Beachhead Segments

Entrepreneurship Without Risk

This concept is a war-inspired metaphor referring to the idea that if you were to try to penetrate a bit of every army of your enemy you will likely fail. However, if you start with one adversarial army, likely the beachhead, you can conquer this segment fully and from there on move yourself to the next.

In entrepreneurship, this strategy has proven to be just as effective. Dr Geoffrey Moore has coined this term in his book Crossing the Chasm: Marketing and Selling High-Tech Products to Mainstream Customers in which he suggests to start with a small niche before moving on to the customer segment. Moreover, the notion of the beachhead is rather a need-based phenomenon than a demographical one. Most successful companies have started with an incredibly small niche and worked themselves up from there. Reddit has started with a very specific geek-like customer type but has expanded rapidly from there and is now used just as much by mainstream users. Facebook started with one single Tinder-like service for students only at Harvard. Later it spread to other Ivy-league universities and from then on it expanded its services and started tackling the mass market. Tinder also started only on the west-coast and only by targeting college students. They promoted their app on college parties and sororities – physically. You might be surprised how many successful apps started with physical promotion.

Benefits include

1.              You can use limited resources effectively

2.              Mistakes in one segment are usually not transferred to another

3.              Within a specific niche there is incredibly strong word of mouth

Reference to Niching

However, be aware that beachhead strategy is not niching. While niching refers to addressing a specific niche and staying with it, beachhead strategy starts with a specific need, but conquers the entire market from there. Some products work better with a niching strategy and some better with a beachhead strategy. While we’d love to give examples, their value is limited. You will need to assess your individual scenario and see whether your product may be altered towards mass adoption or not.

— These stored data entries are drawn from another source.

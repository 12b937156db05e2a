//! Addresses on EVM and non-EVM chains
//!
//! LayerZero identifies remote contracts, DVNs and libraries by `bytes32`.
//! EVM addresses are left-padded into that form; Solana accounts and
//! programs already are 32 bytes and are written in base58.

use crate::error::{BridgeError, BridgeResult};

use ethers::types::Address;
use serde::{Deserialize, Deserializer, Serialize, Serializer};
use std::cmp::Ordering;
use std::fmt;
use std::hash::{Hash, Hasher};
use std::str::FromStr;

/// Contract or account address on any supported chain.
///
/// Identity is the `bytes32` form, so an EVM address and its left-padded
/// 32-byte spelling compare equal.
#[derive(Clone, Copy)]
pub enum ChainAddress {
    Evm(Address),
    /// 32-byte account, displayed in base58
    Bytes32([u8; 32]),
}

impl ChainAddress {
    pub fn to_bytes32(&self) -> [u8; 32] {
        match self {
            ChainAddress::Evm(address) => {
                let mut out = [0u8; 32];
                out[12..].copy_from_slice(address.as_bytes());
                out
            }
            ChainAddress::Bytes32(bytes) => *bytes,
        }
    }
}

impl From<Address> for ChainAddress {
    fn from(address: Address) -> Self {
        ChainAddress::Evm(address)
    }
}

impl FromStr for ChainAddress {
    type Err = BridgeError;

    /// `0x` hex of 20 or 32 bytes, or base58 of 32 bytes
    fn from_str(s: &str) -> BridgeResult<Self> {
        let raw = match s.strip_prefix("0x") {
            Some(digits) => hex::decode(digits).map_err(|e| e.to_string()),
            None => bs58::decode(s).into_vec().map_err(|e| e.to_string()),
        }
        .map_err(|e| BridgeError::Config(format!("Invalid address '{}': {}", s, e)))?;

        match (s.starts_with("0x"), raw.len()) {
            (true, 20) => Ok(ChainAddress::Evm(Address::from_slice(&raw))),
            (_, 32) => {
                let mut out = [0u8; 32];
                out.copy_from_slice(&raw);
                Ok(ChainAddress::Bytes32(out))
            }
            (_, len) => Err(BridgeError::Config(format!(
                "Invalid address '{}': {} bytes",
                s, len
            ))),
        }
    }
}

impl PartialEq for ChainAddress {
    fn eq(&self, other: &Self) -> bool {
        self.to_bytes32() == other.to_bytes32()
    }
}

impl Eq for ChainAddress {}

impl Hash for ChainAddress {
    fn hash<H: Hasher>(&self, state: &mut H) {
        self.to_bytes32().hash(state);
    }
}

impl PartialOrd for ChainAddress {
    fn partial_cmp(&self, other: &Self) -> Option<Ordering> {
        Some(self.cmp(other))
    }
}

impl Ord for ChainAddress {
    fn cmp(&self, other: &Self) -> Ordering {
        self.to_bytes32().cmp(&other.to_bytes32())
    }
}

impl fmt::Display for ChainAddress {
    fn fmt(&self, f: &mut fmt::Formatter<'_>) -> fmt::Result {
        match self {
            ChainAddress::Evm(address) => write!(f, "{:?}", address),
            ChainAddress::Bytes32(bytes) => f.write_str(&bs58::encode(bytes).into_string()),
        }
    }
}

impl fmt::Debug for ChainAddress {
    fn fmt(&self, f: &mut fmt::Formatter<'_>) -> fmt::Result {
        fmt::Display::fmt(self, f)
    }
}

impl Serialize for ChainAddress {
    fn serialize<S: Serializer>(&self, serializer: S) -> Result<S::Ok, S::Error> {
        serializer.collect_str(self)
    }
}

impl<'de> Deserialize<'de> for ChainAddress {
    fn deserialize<D: Deserializer<'de>>(deserializer: D) -> Result<Self, D::Error> {
        let text = String::deserialize(deserializer)?;
        text.parse().map_err(serde::de::Error::custom)
    }
}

This article has 9 neat tricks to consider when targeting your beachhead segment:

Customer Interview

Interviewing customers sounds easy but is probably one of the most difficult tasks in finding and addressing customer’s needs for any kind of business. It is the task most often done wrong, even by experienced professionals who have years of sales experience.

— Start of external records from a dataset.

//! Resume: pages already on disk are not fetched again

use crate::support::{self, Behavior, MockConnector, MockTransport, SERIES_TITLE};
use comic_downloader::downloader::{ChapterReport, DownloadExecutor, DownloadJob, JobStatus};
use comic_downloader::resume::{PageStatus, RunManifest, MANIFEST_FILE_NAME};
use comic_downloader::shutdown::ShutdownCoordinator;
use comic_downloader::DownloadMode;
use std::sync::Arc;
use tempfile::TempDir;

fn executor(connector: &Arc<MockConnector>, transport: &Arc<MockTransport>) -> DownloadExecutor {
    DownloadExecutor::new(support::registry(connector.clone()))
        .with_transport(transport.clone())
        .with_shutdown(ShutdownCoordinator::shared())
}

fn job(dir: &TempDir) -> DownloadJob {
    DownloadJob::new(
        support::SERIES_URL,
        DownloadMode::WholeSeries,
        support::config(dir.path()),
    )
}

fn counts(chapters: &[ChapterReport]) -> Vec<(usize, u64, u64, u64)> {
    chapters
        .iter()
        .map(|c| (c.index, c.total, c.succeeded, c.failed))
        .collect()
}

#[tokio::test]
async fn test_second_run_fetches_nothing() {
    let dir = TempDir::new().unwrap();
    let connector = Arc::new(MockConnector::new(vec![3, 2]));
    let transport = MockTransport::new();

    let first = executor(&connector, &transport).execute(job(&dir)).await.unwrap();
    assert_eq!(first.state, JobStatus::Completed);
    assert_eq!(transport.total_calls(), 5);

    let second = executor(&connector, &transport).execute(job(&dir)).await.unwrap();
    assert_eq!(second.state, JobStatus::Completed);
    assert_eq!(transport.total_calls(), 5, "no page may be fetched again");
    assert_eq!(second.totals.skipped, 5);
    assert_eq!(second.totals.succeeded, 5);
    assert_eq!(counts(&first.chapters), counts(&second.chapters));
    assert_eq!(
        support::page_files(&first.series_dir),
        support::page_files(&second.series_dir)
    );
}

#[tokio::test]
async fn test_resume_retries_only_missing_pages() {
    let dir = TempDir::new().unwrap();
    let connector = Arc::new(MockConnector::new(vec![3]));
    let transport = MockTransport::new();
    let broken = support::page_url(1, 3);
    transport.set_behavior(&broken, Behavior::Html);

    let first = executor(&connector, &transport).execute(job(&dir)).await.unwrap();
    assert_eq!(first.state, JobStatus::Failed);
    assert_eq!(first.totals.succeeded, 2);

    transport.set_behavior(&broken, Behavior::TransientThenOk(0));
    let second = executor(&connector, &transport).execute(job(&dir)).await.unwrap();
    assert_eq!(second.state, JobStatus::Completed);
    assert_eq!(second.totals.skipped, 2);
    assert_eq!(transport.calls(&support::page_url(1, 1)), 1);
    assert_eq!(transport.calls(&broken), 2);
}

#[tokio::test]
async fn test_truncated_page_is_fetched_again() {
    let dir = TempDir::new().unwrap();
    let connector = Arc::new(MockConnector::new(vec![2]));
    let transport = MockTransport::new();

    let first = executor(&connector, &transport).execute(job(&dir)).await.unwrap();
    let page = first.series_dir.join("001 - Chapter 1/002.jpg");
    std::fs::write(&page, &support::JPEG[..4]).unwrap();

    let second = executor(&connector, &transport).execute(job(&dir)).await.unwrap();
    assert_eq!(second.state, JobStatus::Completed);
    assert_eq!(second.totals.skipped, 1);
    assert_eq!(transport.calls(&support::page_url(1, 2)), 2);
    assert_eq!(std::fs::read(&page).unwrap(), support::JPEG);
}

#[tokio::test]
async fn test_overwrite_fetches_everything_again() {
    let dir = TempDir::new().unwrap();
    let connector = Arc::new(MockConnector::new(vec![2]));
    let transport = MockTransport::new();

    executor(&connector, &transport).execute(job(&dir)).await.unwrap();
    let mut again = job(&dir);
    again.config = again.config.with_overwrite(true);
    let report = executor(&connector, &transport).execute(again).await.unwrap();

    assert_eq!(report.totals.skipped, 0);
    assert_eq!(transport.total_calls(), 4);
}

#[tokio::test]
async fn test_manifest_records_every_page() {
    let dir = TempDir::new().unwrap();
    let connector = Arc::new(MockConnector::new(vec![2, 1]));
    let transport = MockTransport::new();
    transport.set_behavior(support::page_url(2, 1), Behavior::Html);

    let report = executor(&connector, &transport).execute(job(&dir)).await.unwrap();
    let series_dir = dir.path().join(SERIES_TITLE);
    let manifest = RunManifest::load(&series_dir.join(MANIFEST_FILE_NAME)).unwrap();

    assert_eq!(manifest.state, report.state);
    assert_eq!(manifest.series_title, SERIES_TITLE);
    assert_eq!(manifest.chapters.len(), 2);
    let first = &manifest.chapters[0];
    assert_eq!(first.directory, "001 - Chapter 1");
    assert!(first.pages.iter().all(|p| p.status == PageStatus::Done));
    assert_eq!(first.pages[0].path.as_deref(), Some("001 - Chapter 1/001.jpg"));
    assert_eq!(first.pages[0].bytes, Some(support::JPEG.len() as u64));
    assert_eq!(manifest.chapters[1].pages[0].status, PageStatus::Failed);

    let verification = manifest.verify(&series_dir);
    assert_eq!(verification.checked, 2);
    assert_eq!(verification.intact, 2);
    assert_eq!(verification.incomplete, 1);
    assert!(!verification.is_complete());
}

#[tokio::test]
async fn test_single_chapter_run_keeps_other_chapters_in_manifest() {
    let dir = TempDir::new().unwrap();
    let connector = Arc::new(MockConnector::new(vec![1, 1]));
    let transport = MockTransport::new();

    executor(&connector, &transport).execute(job(&dir)).await.unwrap();
    let manifest_path = dir.path().join(SERIES_TITLE).join(MANIFEST_FILE_NAME);
    let created_at = RunManifest::load(&manifest_path).unwrap().created_at;

    let single = DownloadJob::new(
        support::chapter_url(2),
        DownloadMode::SingleChapter,
        support::config(dir.path()),
    );
    executor(&connector, &transport).execute(single).await.unwrap();

    let manifest = RunManifest::load(&manifest_path).unwrap();
    assert_eq!(manifest.chapters.len(), 2);
    assert_eq!(manifest.created_at, created_at);
    assert!(manifest.verify(&dir.path().join(SERIES_TITLE)).is_complete());
}

#[tokio::test]
async fn test_orphaned_partial_files_are_swept() {
    let dir = TempDir::new().unwrap();
    let connector = Arc::new(MockConnector::new(vec![2]));
    let transport = MockTransport::new();

    let first = executor(&connector, &transport).execute(job(&dir)).await.unwrap();
    let chapter_dir = first.series_dir.join("001 - Chapter 1");
    std::fs::write(chapter_dir.join(".001.k3Xq9a.part"), &support::JPEG[..4]).unwrap();
    std::fs::write(chapter_dir.join(".002.Zt81mB.part"), b"").unwrap();

    let second = executor(&connector, &transport).execute(job(&dir)).await.unwrap();
    assert_eq!(second.state, JobStatus::Completed);
    assert_eq!(second.totals.skipped, 2);
    assert!(support::files_under(&second.series_dir)
        .iter()
        .all(|f| !f.ends_with(".part")));
    assert_eq!(
        support::page_files(&second.series_dir),
        vec!["001 - Chapter 1/001.jpg", "001 - Chapter 1/002.jpg"]
    );
}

Because this topic is so vital for entrepreneurship and for launching new products fast and successfully, entrepreneurs and researchers on entrepreneurship have come up with a new term: ‘customer discovery’. The term stems from Bill Aulets ‘Disciplined Entrepreneurship’ and is to date the most efficient way of starting a company. Before you define your product in detail, you should first know who your customer is and why that customer may use your product. You can do that without building the product in the first place, but it is difficult to find out.

There are few resources on this topic that certainly need to be checked out, but we definitely encourage you to read The Mom Test by Robert Fitzpatrick. It is an easy read and can be read and summarised in 2-4 hours.

After you’ve read this section, there are more advanced tactics to consider, mainly drilling down for customer interviews and customer observation as an alternative to customer interviews.


Robert Fitzpatrick: The Mom Test.

Giff Constable: Talking to Humans.

Customer Observation

Customer observation is different to customer interviews in that you do not speak to the customer, you merely watch her or him. This is more difficult but can be more useful in many regards.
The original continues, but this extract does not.